## Required action
Write out exactly, please, the lines from the one containing "the raw copy." to the end of the material.

## Provided records

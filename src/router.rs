//! waypoint/src/router.rs
//! Static hostname to backend-address lookup.

use std::collections::HashMap;

/// One virtual backend identity. Immutable after startup.
#[derive(Debug, Clone, PartialEq, Eq)]
pub struct Route {
    /// Hostname clients declare in the handshake.
    pub hostname: String,
    /// Backend to dial, and the address pair substituted into the forwarded
    /// handshake (backends may validate those fields themselves).
    pub host: String,
    pub port: u16,
}

impl Route {
    pub fn backend_addr(&self) -> String {
        format!("{}:{}", self.host, self.port)
    }
}

/// Read-only after construction; lookups from concurrent sessions need no
/// synchronization.
#[derive(Debug, Default)]
pub struct Router {
    routes: HashMap<String, Route>,
}

impl Router {
    /// Builds the table from the startup configuration. Later entries for the
    /// same hostname replace earlier ones.
    pub fn new(routes: impl IntoIterator<Item = Route>) -> Self {
        Router {
            routes: routes
                .into_iter()
                .map(|r| (r.hostname.trim().to_string(), r))
                .collect(),
        }
    }

    /// Resolves a client-declared server address. Clients append forwarded
    /// host metadata after a NUL separator; only the prefix up to the first
    /// NUL is significant, matched exactly after trimming.
    pub fn resolve(&self, server_address: &str) -> Option<&Route> {
        self.routes.get(requested_hostname(server_address))
    }

    pub fn iter(&self) -> impl Iterator<Item = &Route> {
        self.routes.values()
    }

    pub fn is_empty(&self) -> bool {
        self.routes.is_empty()
    }
}

/// The routing-significant prefix of a declared server address.
pub fn requested_hostname(server_address: &str) -> &str {
    match server_address.split_once('\0') {
        Some((prefix, _)) => prefix.trim(),
        None => server_address.trim(),
    }
}
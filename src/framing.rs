//! waypoint/src/framing.rs
//! Reassembles complete packets from a stream of byte chunks. One reader per
//! connection; it never exposes a partial frame, and it drains every complete
//! frame already buffered before asking for more input.

use crate::codec::{self, Packet};
use crate::error::{ProtocolError, Result};

/// Declared frame lengths above this (2 MiB) are treated as protocol abuse.
pub const MAX_FRAME_BYTES: usize = 2 * 1024 * 1024;

/// Growable reassembly buffer with a consume-from-the-front cursor.
#[derive(Debug, Default)]
pub struct FrameReader {
    buf: Vec<u8>,
}

impl FrameReader {
    pub fn new() -> Self {
        FrameReader::default()
    }

    pub fn is_empty(&self) -> bool {
        self.buf.is_empty()
    }

    /// Feeds freshly received bytes into the buffer.
    pub fn extend(&mut self, bytes: &[u8]) {
        self.buf.extend_from_slice(bytes);
    }

    /// Extracts the next complete packet, or `Ok(None)` when the buffered
    /// bytes do not yet complete the declared length prefix. An invalid
    /// length prefix or an id varint that overruns its frame is fatal.
    pub fn try_next(&mut self) -> Result<Option<Packet>> {
        let Some((declared, header)) = codec::decode_varint(&self.buf)? else {
            return Ok(None);
        };
        if declared <= 0 || declared as usize > MAX_FRAME_BYTES {
            return Err(ProtocolError::InvalidFrameLength(declared));
        }
        let total = header + declared as usize;
        if self.buf.len() < total {
            return Ok(None);
        }

        let frame = &self.buf[header..total];
        let (id, id_len) = codec::decode_varint(frame)?.ok_or(ProtocolError::MalformedVarInt)?;
        let payload = frame[id_len..].to_vec();
        self.buf.drain(..total);
        Ok(Some(Packet { id, payload }))
    }

    /// Hands back any bytes buffered past the last extracted packet. Used at
    /// relay handoff: pipelined bytes already read off the socket must reach
    /// the backend ahead of the raw copy.
    pub fn take_residual(&mut self) -> Vec<u8> {
        std::mem::take(&mut self.buf)
    }
}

## Task result
    /// the backend ahead of the raw copy.
    pub fn take_residual(&mut self) -> Vec<u8> {
        std::mem::take(&mut self.buf)
    }
}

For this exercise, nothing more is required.